━━━ Data under study ━━━
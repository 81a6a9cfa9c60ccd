use chrono::NaiveDateTime;
use serde::{Deserialize, Serialize};

use crate::pipeline::features::CalendarFeatures;

// Raw record types, one per source CSV. Field names match the dataset column
// headers so the csv crate can deserialize by header. Columns that may be
// empty or malformed in the extracts are `Option<_>`; they flow through the
// pipeline as nulls and are resolved or dropped at the stage that needs them.

#[derive(Serialize, Deserialize, Clone, Debug)]
pub struct CustomerRecord {
    pub customer_id: String,
    pub customer_unique_id: String,
    pub customer_zip_code_prefix: Option<String>,
    pub customer_city: Option<String>,
    pub customer_state: Option<String>,
}

#[derive(Serialize, Deserialize, Clone, Debug)]
pub struct OrderRecord {
    pub order_id: String,
    pub customer_id: String,
    pub order_status: Option<String>,
    pub order_purchase_timestamp: Option<String>,
    pub order_approved_at: Option<String>,
    pub order_delivered_carrier_date: Option<String>,
    pub order_delivered_customer_date: Option<String>,
    pub order_estimated_delivery_date: Option<String>,
}

#[derive(Serialize, Deserialize, Clone, Debug)]
pub struct OrderItemRecord {
    pub order_id: String,
    pub order_item_id: u32,
    pub product_id: String,
    pub seller_id: Option<String>,
    pub price: Option<f64>,
    pub freight_value: Option<f64>,
}

#[derive(Serialize, Deserialize, Clone, Debug)]
pub struct PaymentRecord {
    pub order_id: String,
    pub payment_sequential: Option<u32>,
    pub payment_type: Option<String>,
    pub payment_installments: Option<u32>,
    /// Nullable at parse level; a null value contributes zero to the order's
    /// aggregate but still marks the order as paid.
    pub payment_value: Option<f64>,
}

#[derive(Serialize, Deserialize, Clone, Debug)]
pub struct ProductRecord {
    pub product_id: String,
    pub product_category_name: Option<String>,
}

#[derive(Serialize, Deserialize, Clone, Debug)]
pub struct CategoryTranslation {
    pub product_category_name: String,
    pub product_category_name_english: String,
}

/// An order that survived the cleaner: all four lifecycle timestamps are
/// parsed, non-null datetimes. The estimated delivery date is informational
/// and stays optional.
#[derive(Serialize, Clone, Debug)]
pub struct CleanOrder {
    pub order_id: String,
    pub customer_id: String,
    pub order_status: Option<String>,
    pub purchase_timestamp: NaiveDateTime,
    pub approved_at: NaiveDateTime,
    pub delivered_carrier_date: NaiveDateTime,
    pub delivered_customer_date: NaiveDateTime,
    pub estimated_delivery_date: Option<NaiveDateTime>,
}

/// One row of the canonical order-level table (OrdersMain): a cleaned order
/// with its customer attributes, the summed payment total and the calendar
/// features derived from the purchase timestamp.
///
/// Customer attributes are optional: an order whose customer never resolves
/// keeps its row with null customer fields rather than being dropped.
#[derive(Serialize, Clone, Debug)]
pub struct OrderRow {
    pub order_id: String,
    pub customer_id: String,
    pub customer_unique_id: Option<String>,
    pub customer_city: Option<String>,
    pub customer_state: Option<String>,
    pub purchase_timestamp: NaiveDateTime,
    pub approved_at: NaiveDateTime,
    pub delivered_carrier_date: NaiveDateTime,
    pub delivered_customer_date: NaiveDateTime,
    pub estimated_delivery_date: Option<NaiveDateTime>,
    pub payment_value: f64,
    #[serde(flatten)]
    pub calendar: CalendarFeatures,
}

/// One row of the canonical item-level table (FullItems): a line item whose
/// order qualifies for OrdersMain, with the order-level fields duplicated
/// across the fan-out. English category and price are non-null by
/// construction.
#[derive(Serialize, Clone, Debug)]
pub struct ItemRow {
    pub order_id: String,
    pub order_item_id: u32,
    pub product_id: String,
    pub product_category_name_english: String,
    pub price: f64,
    pub freight_value: Option<f64>,
    pub customer_unique_id: Option<String>,
    pub purchase_timestamp: NaiveDateTime,
    pub payment_value: f64,
    #[serde(flatten)]
    pub calendar: CalendarFeatures,
}
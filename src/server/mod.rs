pub mod app;
pub mod handlers;

use std::sync::Arc;

use anyhow::Result;
use tracing::info;

use crate::pipeline::DashboardData;

/// Starts the read-only dashboard API. The tables are built once before the
/// listener comes up; every request shares the same immutable `Arc`.
pub async fn start_server(
    port: u16,
    data: Arc<DashboardData>,
    cors_origin: Option<&str>,
) -> Result<()> {
    let app = app::create_app(data, cors_origin)?;

    let listener = tokio::net::TcpListener::bind(("0.0.0.0", port)).await?;
    info!("Dashboard API listening on port {}", port);
    axum::serve(listener, app).await?;
    Ok(())
}
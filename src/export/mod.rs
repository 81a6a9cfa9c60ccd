pub mod to_csv_items;
pub mod to_csv_orders;
pub mod to_html;
pub mod to_json;

use anyhow::Result;
use serde_json::{json, Value};

use crate::analytics::{self, ViewFilter};
use crate::config::{ExportFileType, ExportProfileItem};
use crate::pipeline::DashboardData;

const DEFAULT_TOP_CATEGORIES: usize = 10;

/// Renders one export profile to a string; the caller decides where it goes.
pub fn render(data: &DashboardData, profile: &ExportProfileItem, title: &str) -> Result<String> {
    let top_n = profile.top_categories.unwrap_or(DEFAULT_TOP_CATEGORIES);
    match profile.exporter {
        ExportFileType::Html => to_html::render(data, top_n, title),
        ExportFileType::CsvOrders => to_csv_orders::render(data),
        ExportFileType::CsvItems => to_csv_items::render(data),
        ExportFileType::Json => to_json::render(data, top_n, title),
    }
}

/// Shared template context for the summary-style renderers: metric cards,
/// monthly trends, quarterly volumes, category ranking, revenue breakdown and
/// repeat-buyer stats, all computed over the full tables (no filter applied).
pub(crate) fn dashboard_context(data: &DashboardData, top_n: usize, title: &str) -> Value {
    let filter = ViewFilter::all(&data.orders_main);
    let orders = analytics::filter_orders(&data.orders_main, &filter);
    let items = analytics::filter_items(&data.full_items, &filter);

    let monthly_orders = analytics::orders_per_month(&orders);
    let monthly_mean = analytics::mean_monthly_orders(&monthly_orders);
    let monthly_revenue = analytics::revenue_per_month(&orders);
    let repeat = analytics::repeat_buyers(&data.orders_main, data.customers.len());

    json!({
        "title": title,
        "summary": {
            "total_revenue": analytics::total_payment(&orders),
            "total_orders": analytics::unique_order_count(&orders),
            "unique_customers": analytics::unique_customer_count(&orders),
        },
        "monthly_orders": monthly_orders
            .iter()
            .map(|(month, orders)| json!({"month": month.to_string(), "orders": orders}))
            .collect::<Vec<_>>(),
        "monthly_mean": monthly_mean,
        "monthly_revenue": monthly_revenue
            .iter()
            .map(|(month, revenue)| json!({"month": month.to_string(), "revenue": revenue}))
            .collect::<Vec<_>>(),
        "quarterly": analytics::quarterly_order_volume(&orders)
            .iter()
            .map(|((year, quarter), orders)| {
                json!({"year": year, "quarter": format!("Q{quarter}"), "orders": orders})
            })
            .collect::<Vec<_>>(),
        "categories": analytics::top_categories(&items, top_n)
            .iter()
            .map(|(category, orders)| json!({"category": category, "orders": orders}))
            .collect::<Vec<_>>(),
        "revenue_breakdown": {
            "item_price_total": analytics::item_price_total(&items),
            "payment_total": analytics::order_payment_total(&items),
        },
        "repeat": repeat,
    })
}
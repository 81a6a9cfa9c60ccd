use axum::{
    extract::{Query, State},
    http::StatusCode,
    response::Json,
};
use serde_json::{json, Value};

use super::FilterParams;
use crate::analytics;
use crate::server::app::AppState;

/// Metric cards: total revenue (summed payments), distinct orders and
/// distinct customers over the filtered order view.
pub async fn get_summary(
    State(state): State<AppState>,
    Query(params): Query<FilterParams>,
) -> Result<Json<Value>, StatusCode> {
    let filter = params.view_filter(&state.data.orders_main)?;
    let orders = analytics::filter_orders(&state.data.orders_main, &filter);

    Ok(Json(json!({
        "total_revenue": analytics::total_payment(&orders),
        "total_orders": analytics::unique_order_count(&orders),
        "unique_customers": analytics::unique_customer_count(&orders),
    })))
}

/// Revenue breakdown over the filtered item view: the line-item price sum
/// next to the payment total counted once per order.
pub async fn get_revenue(
    State(state): State<AppState>,
    Query(params): Query<FilterParams>,
) -> Result<Json<Value>, StatusCode> {
    let filter = params.view_filter(&state.data.orders_main)?;
    let items = analytics::filter_items(&state.data.full_items, &filter);

    Ok(Json(json!({
        "item_price_total": analytics::item_price_total(&items),
        "payment_total": analytics::order_payment_total(&items),
    })))
}
use axum::{
    extract::{Query, State},
    http::StatusCode,
    response::Json,
};
use serde_json::{json, Value};

use super::FilterParams;
use crate::analytics;
use crate::server::app::AppState;

const DEFAULT_TOP_N: usize = 10;

/// Top-N product categories by distinct order count over the filtered item
/// view.
pub async fn top_categories(
    State(state): State<AppState>,
    Query(params): Query<FilterParams>,
) -> Result<Json<Value>, StatusCode> {
    let filter = params.view_filter(&state.data.orders_main)?;
    let items = analytics::filter_items(&state.data.full_items, &filter);
    let top_n = params.top_n.unwrap_or(DEFAULT_TOP_N);

    Ok(Json(json!({
        "categories": analytics::top_categories(&items, top_n)
            .iter()
            .map(|(category, orders)| json!({"category": category, "orders": orders}))
            .collect::<Vec<_>>(),
    })))
}
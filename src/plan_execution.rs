use std::path::Path;
use std::sync::mpsc::channel;

use anyhow::{anyhow, Result};
use notify::{Config, EventKind, RecommendedWatcher, RecursiveMode, Watcher};
use tracing::{debug, error, info};

use crate::config::DashboardPlan;
use crate::pipeline::{self, DashboardData};

fn plan_title(plan: &DashboardPlan) -> String {
    plan.meta
        .as_ref()
        .and_then(|meta| meta.name.clone())
        .unwrap_or_else(|| "E-Commerce Dashboard".to_string())
}

fn data_dir(plan: &DashboardPlan, plan_file_path: &Path) -> Result<std::path::PathBuf> {
    let parent_dir = plan_file_path
        .parent()
        .ok_or_else(|| anyhow!("Plan file has no parent directory"))?;
    Ok(parent_dir.join(&plan.data.dir))
}

/// Renders each configured export profile from the built tables.
fn render_exports(data: &DashboardData, plan: &DashboardPlan, plan_file_path: &Path) -> Result<()> {
    let title = plan_title(plan);
    let parent_dir = plan_file_path
        .parent()
        .ok_or_else(|| anyhow!("Plan file has no parent directory"))?;

    for profile in &plan.export.profiles {
        info!(
            "Exporting file: {} using exporter {:?}",
            profile.filename, profile.exporter
        );
        let output_path = parent_dir.join(&profile.filename);
        match crate::export::render(data, profile, &title) {
            Ok(output) => {
                if let Err(e) =
                    crate::common::write_string_to_file(&output_path.display().to_string(), &output)
                {
                    error!("Failed to write to file {}: {}", profile.filename, e);
                }
            }
            Err(e) => {
                error!("Failed to export file {}: {}", profile.filename, e);
            }
        }
    }
    Ok(())
}

/// Executes a single plan: build the tables, then render exports.
fn run_plan(plan: &DashboardPlan, plan_file_path: &Path) -> Result<()> {
    let dir = data_dir(plan, plan_file_path)?;
    let data = pipeline::build_dashboard_data(&dir, &plan.data)?;

    info!(
        "Tables built: OrdersMain {} rows, FullItems {} rows, {} customer entries",
        data.orders_main.len(),
        data.full_items.len(),
        data.customers.len()
    );

    render_exports(&data, plan, plan_file_path)?;
    Ok(())
}

/// Main function to execute a plan, with optional data-file watching.
pub fn execute_plan(plan: String, watch: bool) -> Result<()> {
    info!("Executing plan {}", plan);

    let plan_file_path = std::path::Path::new(&plan);
    let plan: DashboardPlan = DashboardPlan::from_file(plan_file_path)?;

    debug!("Executing plan: {:?}", plan);
    run_plan(&plan, plan_file_path)?;

    if watch {
        watch_for_changes(plan, plan_file_path)?;
    }

    Ok(())
}

/// Watches the six data files and re-runs the pipeline when any of them
/// change. This is the only recomputation path; without a change the built
/// tables stand for the session.
fn watch_for_changes(plan: DashboardPlan, plan_file_path: &Path) -> Result<()> {
    info!("Watching for changes");
    let dir = data_dir(&plan, plan_file_path)?;
    let files = [
        &plan.data.customers,
        &plan.data.orders,
        &plan.data.order_items,
        &plan.data.payments,
        &plan.data.products,
        &plan.data.category_translation,
    ];

    let (tx, rx) = channel();
    let mut watcher = RecommendedWatcher::new(tx, Config::default())?;
    for file in files {
        let path = dir.join(file);
        watcher.watch(&path, RecursiveMode::NonRecursive)?;
    }

    loop {
        match rx.recv() {
            Ok(event) => {
                if let Ok(event) = event {
                    if let EventKind::Modify(_) = event.kind {
                        debug!("File modified {:?}", event.paths);
                        info!("Change detected, re-running pipeline");
                        run_plan(&plan, plan_file_path)?;
                    }
                }
            }
            Err(e) => error!("Watch error: {:?}", e),
        }
    }
}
━━━
**Prompt**
Your response should contain each line of the listing in which the word "only" occurs.

**Finished task**
/// Starts the read-only dashboard API. The tables are built once before the
/// change. This is the only recomputation path; without a change the built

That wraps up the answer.